К счастью, когда много путешествуешь, быстро учишься всему для этого необходимому. Я развернула моноцикл, на ходу переключая программу движения; потом вцепилась мертвой хваткой в поручень, другой рукой вынимая «стрелу». Это ужасающее своей мощью оружие выглядело вовсе не внушительно – обычная труба с пистолетной рукоятью, похожая на древние ПЗРК. Хайнд открыл огонь, но его компьютер реагировал слишком медленно на мою собственноручно написанную программу. Моноцикл вытворял на дороге невероятные кренделя, уходя от выстрелов Хайнда. Конечно, еще пару минут, и из чрева робота посыпятся на дорогу его смертоносные спутники, но я не собиралась оставлять железяке эти минуты. Наконец, огромная туша Хайнда оказалось прямо надо мной, и я нажала на гашетку…
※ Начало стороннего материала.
use std::sync::LazyLock;

use crate::models::vegetable::Vegetable;

static CATALOG: LazyLock<Vec<Vegetable>> = LazyLock::new(build_catalog);

/// Returns every vegetable of the in-memory catalog, in display order.
pub fn get_all_vegetables() -> &'static [Vegetable] {
    &CATALOG
}

/// Looks a vegetable up by id. Unknown ids yield `None`.
pub fn get_vegetable_by_id(id: &str) -> Option<&'static Vegetable> {
    CATALOG.iter().find(|v| v.id == id)
}

fn veg(
    id: &str,
    name: &str,
    icon: &str,
    color: &str,
    description: &str,
    companions: &[&str],
    antagonists: &[&str],
) -> Vegetable {
    Vegetable {
        id: id.into(),
        name: name.into(),
        icon: icon.into(),
        color: color.into(),
        description: description.into(),
        companions: companions.iter().map(|c| c.to_string()).collect(),
        antagonists: antagonists.iter().map(|a| a.to_string()).collect(),
    }
}

// Every edge below must be listed on both ends: the resolver only reads the
// first vegetable's lists.
fn build_catalog() -> Vec<Vegetable> {
    vec![
        veg(
            "tomato",
            "Tomato",
            "🍅",
            "garden-tomato",
            "Versatile fruit often grown as a vegetable. Needs full sun and regular watering.",
            &["basil", "onion", "carrot", "marigold", "lettuce", "pepper"],
            &["potato", "fennel", "cabbage", "corn"],
        ),
        veg(
            "carrot",
            "Carrot",
            "🥕",
            "garden-carrot",
            "Root vegetable that prefers loose soil and cool weather.",
            &["tomato", "onion", "lettuce", "pea", "radish", "pepper"],
            &["dill", "parsnip"],
        ),
        veg(
            "lettuce",
            "Lettuce",
            "🥬",
            "garden-lettuce",
            "Leafy green that grows quickly. Prefers partial shade in hot weather.",
            &["carrot", "radish", "cucumber", "strawberry", "tomato"],
            &["broccoli"],
        ),
        veg(
            "cucumber",
            "Cucumber",
            "🥒",
            "garden-cucumber",
            "Vining plant that needs space to spread or a trellis to climb.",
            &["bean", "corn", "pea", "radish", "lettuce", "marigold"],
            &["potato"],
        ),
        veg(
            "pepper",
            "Pepper",
            "🌶️",
            "garden-pepper",
            "Warm-season crop that enjoys full sun and well-drained soil.",
            &["tomato", "basil", "onion", "carrot", "marigold"],
            &["fennel", "kohlrabi"],
        ),
        veg(
            "onion",
            "Onion",
            "🧅",
            "garden-onion",
            "Bulbous vegetable that keeps many pests away from the garden.",
            &["tomato", "carrot", "pepper", "strawberry"],
            &["bean", "pea"],
        ),
        veg(
            "bean",
            "Bean",
            "🫛",
            "garden-bean",
            "Nitrogen-fixing plant that improves soil quality.",
            &["cucumber", "corn", "radish", "potato"],
            &["onion", "garlic", "fennel"],
        ),
        veg(
            "corn",
            "Corn",
            "🌽",
            "garden-bean",
            "Tall grass that provides shade and support for other plants.",
            &["bean", "cucumber", "pumpkin", "squash"],
            &["tomato"],
        ),
        veg(
            "basil",
            "Basil",
            "🌿",
            "garden-foliage",
            "Aromatic herb that improves the flavor of tomatoes.",
            &["tomato", "pepper", "oregano"],
            &["rue"],
        ),
        veg(
            "marigold",
            "Marigold",
            "🌼",
            "accent",
            "Flowering plant that deters many garden pests.",
            &["tomato", "pepper", "squash", "cucumber"],
            &[],
        ),
        veg(
            "potato",
            "Potato",
            "🥔",
            "garden-soil",
            "Starchy tuber that shares blight with tomatoes and competes with cucumbers.",
            &["bean"],
            &["tomato", "cucumber"],
        ),
        veg(
            "fennel",
            "Fennel",
            "🌱",
            "garden-foliage",
            "Allelopathic herb that stunts most neighbours. Best grown on its own.",
            &[],
            &["tomato", "pepper", "bean", "dill"],
        ),
        veg(
            "cabbage",
            "Cabbage",
            "🥬",
            "garden-lettuce",
            "Heavy-feeding brassica that forms dense heads in cool weather.",
            &["dill"],
            &["tomato"],
        ),
        veg(
            "dill",
            "Dill",
            "🌾",
            "garden-foliage",
            "Feathery herb that attracts beneficial insects to brassicas.",
            &["cabbage", "broccoli"],
            &["carrot", "fennel"],
        ),
        veg(
            "parsnip",
            "Parsnip",
            "🥕",
            "garden-carrot",
            "Slow-growing root that sweetens after the first frost.",
            &[],
            &["carrot"],
        ),
        veg(
            "pea",
            "Pea",
            "🫛",
            "garden-bean",
            "Cool-season climber that fixes nitrogen early in spring.",
            &["carrot", "cucumber"],
            &["onion"],
        ),
        veg(
            "radish",
            "Radish",
            "🌱",
            "garden-tomato",
            "Fast root crop, handy for marking rows of slower seeds.",
            &["carrot", "lettuce", "cucumber", "bean"],
            &[],
        ),
        veg(
            "strawberry",
            "Strawberry",
            "🍓",
            "garden-tomato",
            "Low perennial fruit that spreads through runners.",
            &["lettuce", "onion", "garlic"],
            &[],
        ),
        veg(
            "broccoli",
            "Broccoli",
            "🥦",
            "garden-lettuce",
            "Brassica harvested for its flower heads. Likes rich, firm soil.",
            &["dill"],
            &["lettuce"],
        ),
        veg(
            "garlic",
            "Garlic",
            "🧄",
            "garden-onion",
            "Pungent bulb planted in autumn that repels aphids.",
            &["strawberry"],
            &["bean"],
        ),
        veg(
            "pumpkin",
            "Pumpkin",
            "🎃",
            "garden-carrot",
            "Sprawling squash whose large leaves shade out weeds.",
            &["corn"],
            &[],
        ),
        veg(
            "squash",
            "Squash",
            "🍠",
            "garden-carrot",
            "Vigorous vine that covers the ground beneath taller crops.",
            &["corn", "marigold"],
            &[],
        ),
        veg(
            "oregano",
            "Oregano",
            "🌿",
            "garden-foliage",
            "Hardy perennial herb that tolerates dry, poor soil.",
            &["basil"],
            &[],
        ),
        veg(
            "kohlrabi",
            "Kohlrabi",
            "🥬",
            "garden-lettuce",
            "Brassica grown for its swollen, crunchy stem.",
            &[],
            &["pepper"],
        ),
        veg(
            "rue",
            "Rue",
            "🌾",
            "garden-foliage",
            "Bitter ornamental herb that inhibits basil.",
            &[],
            &["basil"],
        ),
    ]
}

#[cfg(test)]
mod tests {
    use std::collections::HashSet;

    use super::*;

    #[test]
    fn test_ids_are_unique() {
        let mut seen = HashSet::new();
        for v in get_all_vegetables() {
            assert!(seen.insert(v.id.as_str()), "Duplicate id '{}'", v.id);
        }
    }

    #[test]
    fn test_every_reference_resolves() {
        for v in get_all_vegetables() {
            for other in v.companions.iter().chain(v.antagonists.iter()) {
                assert!(
                    get_vegetable_by_id(other).is_some(),
                    "'{}' references unknown vegetable '{}'",
                    v.id,
                    other
                );
            }
        }
    }

    #[test]
    fn test_no_self_relationship() {
        for v in get_all_vegetables() {
            assert!(!v.is_companion_of(&v.id), "{} is its own companion", v.id);
            assert!(!v.is_antagonist_of(&v.id), "{} is its own antagonist", v.id);
        }
    }

    #[test]
    fn test_companions_and_antagonists_are_disjoint_sets() {
        for v in get_all_vegetables() {
            let companions: HashSet<_> = v.companions.iter().collect();
            let antagonists: HashSet<_> = v.antagonists.iter().collect();
            assert_eq!(companions.len(), v.companions.len(), "{}: duplicate companion", v.id);
            assert_eq!(antagonists.len(), v.antagonists.len(), "{}: duplicate antagonist", v.id);
            assert!(
                companions.is_disjoint(&antagonists),
                "{}: an id is both companion and antagonist",
                v.id
            );
        }
    }

    #[test]
    fn test_lookup_known_and_unknown() {
        let tomato = get_vegetable_by_id("tomato").expect("tomato must exist");
        assert_eq!(tomato.name, "Tomato");
        assert!(tomato.is_companion_of("basil"));
        assert!(tomato.is_antagonist_of("potato"));
        assert!(get_vegetable_by_id("dragon-fruit").is_none());
        assert!(get_vegetable_by_id("").is_none());
    }

    #[test]
    fn test_display_order_starts_with_staples() {
        let ids: Vec<&str> = get_all_vegetables()
            .iter()
            .take(10)
            .map(|v| v.id.as_str())
            .collect();
        assert_eq!(
            ids,
            [
                "tomato", "carrot", "lettuce", "cucumber", "pepper", "onion", "bean", "corn",
                "basil", "marigold"
            ]
        );
    }
}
Плазменное копье «Стрелы» вонзилось в брюхо робота именно там, где надо. Теперь мне нужно было улепетывать со всех ног – реактор железяки, прожженный потоком плазмы, уже забеременел термоядерным взрывом. Слава Богу, реактор был надежно упакован в защитный контур, и небольшой термоядерный взрыв за моей спиной не вызовет опасного выброса радиации. Тем не менее…
Я успела заехать за холм, когда позади меня ухнуло, а по глазам ударила яркая вспышка. Ненавижу железяки, впрочем, кажется, я об этом уже говорила.

Если шоссе поддерживаются в отличном состоянии, то все остальные дороги за семьсот лет бессмертия уцелели едва-едва. Они больше никому не нужны особо, равно как и поля, усадьбы, села, … Продукты питания производятся в многоэтажных, похожих на небоскребы, фермах, построенных прямо среди жилых кварталов. Поэтому окрестности городов возвратились практически в первобытное состояние, лишь разбросанные то тут, то там рефлекторные поля СЭС, шоссе и линии электропередач нарушают девственный пейзаж. И города, конечно.
Я гнала моноцикл по давным-давно заброшенному шоссе местного значения, время от времени сверяясь с навигатором. Железяк не было видно и слышно, но ушки у меня были на макушке – в любой момент можно было нарваться на засаду. Впрочем, это не мешало мне вспоминать. Воспоминания и надежда это все, что у меня осталось. Впрочем, это уже немало – раньше были только воспоминания. И отчаяние.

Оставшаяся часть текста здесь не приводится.